According to research by the Australian Cyber Security Centre, a large proportion of Australian SMEs have inadequate cybersecurity practices and don't fully understand underlying threats and vulnerabilities. This is not surprising, as 97% of Australian businesses have less than 20 staff, and may not have full-time IT staff, let alone IT departments and security specialists.
While 62% of respondents have experienced a cybersecurity incident, and 80% rate cybersecurity as ‘important' or ‘very important', almost half spent less than $500 per year to protect themselves.
Those that outsourced IT security typically believe they are better protected than they are, and almost half of SMEs rated their cybersecurity understanding as ‘average' or ‘below average'. One in five businesses did not know the term ‘phishing'.
Government support in the 2020 strategy includes providing security information and cybersecurity tools/products to SMEs as well as a dedicated online cybersecurity training program. It's a good first step, but several further measures could be taken to better protect smaller businesses.
Dedicated SME ambassador
Having someone solely focused on SMEs is vital because larger businesses have a significant capability in security already, whereas smaller companies don't.
New South Wales already has a cyber ambassador - but it's a voluntary role, which ultimately limits its effectiveness. Ideally, there would be a dedicated SME cyber-ambassador at a federal level: someone who represents SMEs when it comes to cybersecurity.
The focus would be on education, leading different programs and projects and looking at new think tanks and research groups on how we deal with increasing cyber threats to SMEs, whether from state actors, cybercrime or various activist groups.
SMEs need someone to advocate for them, someone who is visible and involved in tangible deliverables.
Dedicated SME hotline
A dedicated line for SMEs for reporting threats and seeking advice would preferable over a shared hotline.
Instead of a central desk where you get a kind of one-size-fits-all solution or services, a dedicated hotline would be a much more targeted service for SMEs than they're currently being offered.
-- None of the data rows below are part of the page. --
//! Headless in-memory outline implementing [`Host`].
//!
//! Used by the test-suite and by the command-line harness. Outlines are
//! written as indented text, two spaces per level, with a trailing `[+]`
//! marking a collapsed entry:
//!
//! ```
//! use vimflowy::host::{EntryId, Host, MemoryOutline};
//!
//! let outline = MemoryOutline::from_indented("groceries\n  milk\nwork [+]\n  report\n");
//! let root = outline.root_entry();
//! assert_eq!(outline.visible_children(&root).len(), 2);
//! assert!(outline.visible_children(&EntryId::new("work")).is_empty());
//! ```
//!
//! Entry ids are the entry names; a repeated name gets a `#n` suffix.

use super::{Caret, EntryId, Host, Rect, TextField};
use crate::input::keys::KeyEvent;
use anyhow::{Context, Result};
use indexmap::IndexMap;
use regex::Regex;
use std::path::Path;
use std::sync::OnceLock;

const ROOT_ID: &str = "root";
const LINE_HEIGHT: f64 = 20.0;
const FIRST_LINE_TOP: f64 = 40.0;

fn link_pattern() -> &'static Regex {
    static PATTERN: OnceLock<Regex> = OnceLock::new();
    PATTERN.get_or_init(|| Regex::new(r"https?://[^\s)]+").expect("valid link pattern"))
}

#[derive(Debug, Clone, Default)]
struct Entry {
    name: String,
    note: String,
    parent: Option<EntryId>,
    children: Vec<EntryId>,
    expanded: bool,
    completed: bool,
}

/// An outline kept entirely in memory.
#[derive(Debug, Clone)]
pub struct MemoryOutline {
    entries: IndexMap<EntryId, Entry>,
    root: EntryId,
    current: EntryId,
    focus: Option<(EntryId, TextField)>,
    caret: Option<Caret>,
    selection: Vec<EntryId>,
    clipboard: Vec<String>,
    opened_urls: Vec<String>,
    emitted_keys: Vec<KeyEvent>,
    search_box_focused: bool,
    search_results: Option<Vec<EntryId>>,
    rects: IndexMap<EntryId, Rect>,
    viewport_height: f64,
    scroll_log: Vec<String>,
}

impl Default for MemoryOutline {
    fn default() -> Self {
        let root = EntryId::new(ROOT_ID);
        let mut entries = IndexMap::new();
        entries.insert(
            root.clone(),
            Entry {
                expanded: true,
                ..Entry::default()
            },
        );

        Self {
            entries,
            current: root.clone(),
            root,
            focus: None,
            caret: None,
            selection: Vec::new(),
            clipboard: Vec::new(),
            opened_urls: Vec::new(),
            emitted_keys: Vec::new(),
            search_box_focused: false,
            search_results: None,
            rects: IndexMap::new(),
            viewport_height: 600.0,
            scroll_log: Vec::new(),
        }
    }
}

impl MemoryOutline {
    pub fn new() -> Self {
        Self::default()
    }

    /// Builds an outline from indented text. Blank lines are skipped and an
    /// over-indented line attaches to the deepest open entry.
    pub fn from_indented(text: &str) -> Self {
        let mut outline = Self::new();
        let mut stack: Vec<EntryId> = vec![outline.root.clone()];

        for line in text.lines() {
            if line.trim().is_empty() {
                continue;
            }
            let indent = line.len() - line.trim_start_matches(' ').len();
            let depth = indent / 2 + 1;
            let mut name = line.trim();
            let collapsed = name.ends_with("[+]");
            if collapsed {
                name = name.trim_end_matches("[+]").trim_end();
            }

            stack.truncate(depth.min(stack.len()));
            let parent = stack.last().cloned().unwrap_or_else(|| outline.root.clone());
            let id = outline.add_entry(&parent, name);
            if let Some(entry) = outline.entries.get_mut(&id) {
                entry.expanded = !collapsed;
            }
            stack.push(id);
        }

        outline
    }

    /// Reads an indented outline file.
    pub fn load(path: impl AsRef<Path>) -> Result<Self> {
        let path = path.as_ref();
        let text = std::fs::read_to_string(path)
            .with_context(|| format!("Failed to read outline file: {}", path.display()))?;
        Ok(Self::from_indented(&text))
    }

    /// Appends a new entry under `parent` and returns its id.
    pub fn add_entry(&mut self, parent: &EntryId, name: &str) -> EntryId {
        let mut id = EntryId::new(name);
        let mut n = 2;
        while self.entries.contains_key(&id) {
            id = EntryId::new(format!("{}#{}", name, n));
            n += 1;
        }

        self.entries.insert(
            id.clone(),
            Entry {
                name: name.to_string(),
                parent: Some(parent.clone()),
                expanded: true,
                ..Entry::default()
            },
        );
        if let Some(p) = self.entries.get_mut(parent) {
            p.children.push(id.clone());
        }
        id
    }

    pub fn set_note(&mut self, id: &EntryId, note: &str) {
        if let Some(entry) = self.entries.get_mut(id) {
            entry.note = note.to_string();
        }
    }

    pub fn is_completed(&self, id: &EntryId) -> bool {
        self.entries.get(id).is_some_and(|e| e.completed)
    }

    /// Field holding keyboard focus, if any.
    pub fn focused_field(&self) -> Option<TextField> {
        self.focus.as_ref().map(|(_, field)| *field)
    }

    /// Drops keyboard focus, as when a menu or the search box takes it.
    pub fn blur(&mut self) {
        self.focus = None;
        self.caret = None;
    }

    /// Names copied by the last yank.
    pub fn clipboard(&self) -> &[String] {
        &self.clipboard
    }

    pub fn opened_urls(&self) -> &[String] {
        &self.opened_urls
    }

    pub fn emitted_keys(&self) -> &[KeyEvent] {
        &self.emitted_keys
    }

    pub fn search_box_focused(&self) -> bool {
        self.search_box_focused
    }

    /// Renders search hits for `query`: entries whose name contains it.
    pub fn render_search_results(&mut self, query: &str) {
        let hits = self
            .entries
            .iter()
            .filter(|(id, e)| **id != self.root && e.name.contains(query))
            .map(|(id, _)| id.clone())
            .collect();
        self.search_results = Some(hits);
    }

    pub fn set_rect(&mut self, id: &EntryId, rect: Rect) {
        self.rects.insert(id.clone(), rect);
    }

    /// Height of the visible area; entries below it count as past the fold.
    pub fn set_viewport_height(&mut self, height: f64) {
        self.viewport_height = height;
    }

    /// Scroll requests in order, as `into-view <id>` or `by <dy>`.
    pub fn scroll_log(&self) -> &[String] {
        &self.scroll_log
    }

    /// What the page would do with a key nobody suppressed: type printable
    /// characters into the focused name and handle a few editing keys.
    pub fn apply_default(&mut self, event: &KeyEvent) {
        let Some(caret) = self.caret.clone() else {
            return;
        };
        let m = event.modifiers;
        if m.ctrl || m.alt || m.meta {
            return;
        }

        let mut name: Vec<char> = self.name_text(&caret.entry).chars().collect();
        let offset = caret.offset.min(name.len());
        match event.key.as_str() {
            "Backspace" if offset > 0 => {
                name.remove(offset - 1);
                self.set_text(&caret.entry, TextField::Name, name.into_iter().collect());
                self.place_caret(&caret.entry, offset - 1);
            }
            "ArrowLeft" if offset > 0 => self.place_caret(&caret.entry, offset - 1),
            "ArrowRight" => self.place_caret(&caret.entry, offset + 1),
            key if key.chars().count() == 1 => {
                name.extend(key.chars());
                name[offset..].rotate_right(1);
                self.set_text(&caret.entry, TextField::Name, name.into_iter().collect());
                self.place_caret(&caret.entry, offset + 1);
            }
            _ => {}
        }
    }

    /// Visible entries under the current zoom, in layout order.
    fn layout(&self) -> Vec<EntryId> {
        let mut order = Vec::new();
        let mut stack: Vec<EntryId> = self.visible_children(&self.current);
        stack.reverse();
        while let Some(id) = stack.pop() {
            let mut children = self.visible_children(&id);
            children.reverse();
            stack.extend(children);
            order.push(id);
        }
        order
    }

    fn is_within_view(&self, id: &EntryId) -> bool {
        let mut cursor = Some(id.clone());
        while let Some(c) = cursor {
            if c == self.current {
                return true;
            }
            cursor = self.parent(&c);
        }
        false
    }

    fn remove_subtree(&mut self, id: &EntryId) {
        let children = self
            .entries
            .get(id)
            .map(|e| e.children.clone())
            .unwrap_or_default();
        for child in &children {
            self.remove_subtree(child);
        }
        self.entries.shift_remove(id);
    }

    fn detach(&mut self, id: &EntryId) -> Option<(EntryId, usize)> {
        let parent = self.parent(id)?;
        let p = self.entries.get_mut(&parent)?;
        let index = p.children.iter().position(|c| c == id)?;
        p.children.remove(index);
        Some((parent, index))
    }

    fn attach(&mut self, id: &EntryId, parent: &EntryId, index: usize) {
        if let Some(p) = self.entries.get_mut(parent) {
            let index = index.min(p.children.len());
            p.children.insert(index, id.clone());
        }
        if let Some(entry) = self.entries.get_mut(id) {
            entry.parent = Some(parent.clone());
        }
    }
}
//! Editing modes for the modal keyboard layer.
//!
//! The machine starts in [`Mode::Normal`] and is never torn down; it lives for
//! as long as the host page does.
//!
//! # Example
//!
//! ```
//! use vimflowy::editor::mode::Mode;
//!
//! let mode = Mode::default();
//! assert_eq!(mode, Mode::Normal);
//! assert_eq!(format!("{}", mode), "NORMAL");
//! ```

use serde::{Deserialize, Serialize};
use std::fmt;

/// Which key table row is active.
///
/// - `Normal`: navigation; stray characters are swallowed.
/// - `Insert`: editing the text of the focused entry.
/// - `Visual`: an active multi-entry selection exists.
#[derive(Debug, Clone, Copy, PartialEq, Eq, Hash, Default, Serialize, Deserialize)]
pub enum Mode {
    #[default]
    Normal,
    Insert,
    Visual,
}

impl Mode {
    /// All modes, in table order.
    pub const ALL: [Mode; 3] = [Mode::Normal, Mode::Insert, Mode::Visual];
}

impl fmt::Display for Mode {
    /// Upper-case name, as shown by the mode indicator.
    fn fmt(&self, f: &mut fmt::Formatter<'_>) -> fmt::Result {
        match self {
            Mode::Normal => write!(f, "NORMAL"),
            Mode::Insert => write!(f, "INSERT"),
            Mode::Visual => write!(f, "VISUAL"),
        }
    }
}

#[cfg(test)]
mod tests {
    use super::*;

    #[test]
    fn test_default_is_normal() {
        assert_eq!(Mode::default(), Mode::Normal);
    }

    #[test]
    fn test_display() {
        assert_eq!(Mode::Insert.to_string(), "INSERT");
        assert_eq!(Mode::Visual.to_string(), "VISUAL");
    }
}
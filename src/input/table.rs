//! Per-mode key tables.
//!
//! An [`ActionTable`] maps `(Mode, KeySequence)` to a named [`Action`]. Each
//! table carries the [`Canonicalizer`] its keys were written for and a
//! [`Suppression`] policy deciding who cancels the host's default handling.

use super::keys::{Canonicalizer, KeyEvent, KeySequence, KeyToken};
use crate::config::Config;
use crate::editor::cursor::CursorNavigator;
use crate::editor::mode::Mode;
use crate::editor::state::StateStore;
use crate::editor::timers::Timers;
use crate::host::Host;
use indexmap::IndexMap;
use std::collections::HashMap;

/// Who suppresses the host's default handling of a bound key.
#[derive(Debug, Clone, Copy, PartialEq, Eq)]
pub enum Suppression {
    /// The dispatcher suppresses every bound key.
    Always,
    /// Each action calls [`ActionContext::suppress`] when it wants to.
    ByAction,
}

/// Everything an action may touch while it runs.
///
/// # Fields
///
/// * `state` - The observable modal state
/// * `host` - The outliner being driven
/// * `timers` - Queue for work that must run after the dispatch returns
/// * `navigator` - Caret and vertical-move helpers
/// * `config` - User settings
pub struct ActionContext<'a> {
    pub state: &'a mut StateStore,
    pub host: &'a mut dyn Host,
    pub timers: &'a mut Timers,
    pub navigator: &'a CursorNavigator,
    pub config: &'a Config,
    event: &'a KeyEvent,
    suppressed: bool,
}

impl<'a> ActionContext<'a> {
    pub fn new(
        state: &'a mut StateStore,
        host: &'a mut dyn Host,
        timers: &'a mut Timers,
        navigator: &'a CursorNavigator,
        config: &'a Config,
        event: &'a KeyEvent,
    ) -> Self {
        Self {
            state,
            host,
            timers,
            navigator,
            config,
            event,
            suppressed: false,
        }
    }

    /// The key press being handled.
    pub fn event(&self) -> &KeyEvent {
        self.event
    }

    /// Cancel the host's default handling and stop propagation.
    pub fn suppress(&mut self) {
        self.suppressed = true;
    }

    /// Whether the host's default handling of the key is cancelled.
    pub fn is_suppressed(&self) -> bool {
        self.suppressed
    }
}

/// Behaviour bound to a key.
pub trait Action {
    fn run(&self, cx: &mut ActionContext<'_>);
}

impl<F> Action for F
where
    F: Fn(&mut ActionContext<'_>),
{
    fn run(&self, cx: &mut ActionContext<'_>) {
        self(cx)
    }
}

/// A named action, as stored in a table row.
pub struct Binding {
    name: &'static str,
    action: Box<dyn Action>,
}

impl Binding {
    pub fn name(&self) -> &'static str {
        self.name
    }

    pub fn run(&self, cx: &mut ActionContext<'_>) {
        self.action.run(cx)
    }
}

/// Key bindings for every mode, under one token convention.
pub struct ActionTable {
    name: &'static str,
    canonicalizer: Canonicalizer,
    suppression: Suppression,
    rows: HashMap<Mode, IndexMap<KeySequence, Binding>>,
    longest: usize,
}

impl ActionTable {
    /// An empty table whose keys are spelled by `canonicalizer`.
    pub fn new(name: &'static str, canonicalizer: Canonicalizer, suppression: Suppression) -> Self {
        Self {
            name,
            canonicalizer,
            suppression,
            rows: HashMap::new(),
            longest: 1,
        }
    }

    /// Adds (or replaces) a binding.
    pub fn bind<A>(
        mut self,
        mode: Mode,
        keys: impl Into<KeySequence>,
        name: &'static str,
        action: A,
    ) -> Self
    where
        A: Action + 'static,
    {
        let keys = keys.into();
        self.longest = self.longest.max(keys.len());
        self.rows.entry(mode).or_default().insert(
            keys,
            Binding {
                name,
                action: Box::new(action),
            },
        );
        self
    }

    pub fn name(&self) -> &'static str {
        self.name
    }

    pub fn suppression(&self) -> Suppression {
        self.suppression
    }

    /// Length of the longest bound sequence.
    pub fn longest_sequence(&self) -> usize {
        self.longest
    }

    /// `event` in this table's spelling.
    pub fn token(&self, event: &KeyEvent) -> KeyToken {
        self.canonicalizer.token(event)
    }

    /// Exact binding for `keys` in `mode`.
    pub fn lookup(&self, mode: Mode, keys: &KeySequence) -> Option<&Binding> {
        self.rows.get(&mode)?.get(keys)
    }

    /// Finds the binding for the longest suffix of `history` bound in `mode`.
    /// Returns how many tokens matched along with the binding.
    pub fn resolve(&self, mode: Mode, history: &[KeyToken]) -> Option<(usize, &Binding)> {
        let longest = self.longest.min(history.len());

        (1..=longest).rev().find_map(|len| {
            let suffix = KeySequence::from(&history[history.len() - len..]);
            self.lookup(mode, &suffix).map(|binding| (len, binding))
        })
    }

    /// Bound sequences and action names for `mode`, in registration order.
    pub fn bindings(&self, mode: Mode) -> Vec<(&KeySequence, &'static str)> {
        self.rows
            .get(&mode)
            .map(|row| row.iter().map(|(keys, b)| (keys, b.name)).collect())
            .unwrap_or_default()
    }
}

/// Rolling window of the most recent tokens seen by one table.
#[derive(Debug, Clone, Default)]
pub struct KeyHistory {
    tokens: Vec<KeyToken>,
    capacity: usize,
}

impl KeyHistory {
    pub fn new(capacity: usize) -> Self {
        Self {
            tokens: Vec::with_capacity(capacity),
            capacity: capacity.max(1),
        }
    }

    pub fn push(&mut self, token: KeyToken) {
        if self.tokens.len() == self.capacity {
            self.tokens.remove(0);
        }
        self.tokens.push(token);
    }

    pub fn clear(&mut self) {
        self.tokens.clear();
    }

    pub fn tokens(&self) -> &[KeyToken] {
        &self.tokens
    }
}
Tax-deductible cyber training and tools
The government could offer training and make specific key cybersecurity products and services for SMEs tax-deductible.
This would establish cyber-capabilities for businesses to defend themselves as part of the ACSC and JSCS (the joint cybersecurity groups). Overall, a much more tailored program is needed for SMEs in the global watch program, with issues targeted explicitly to SMEs.
More programs for industry cooperation would be useful, with different SMEs working together and cooperating on different security programs to increase their own capabilities.
The aim is to build security capability across the private sector in SMEs areas where it hasn't effectively existed before. All businesses are becoming digital, so their attack footprint and size is exponentially increasing, but they are not growing their cybersecurity capability.
And this is a real problem not just for these businesses, but for Australia. Not having the right protections in place leads to loss of revenue and loss of jobs, and this is something that needs to be improved upon.
Many SMEs are on a knife-edge right now, and the smallest thing will put them out of business for good. Even a small cyber attack can be cataclysmic.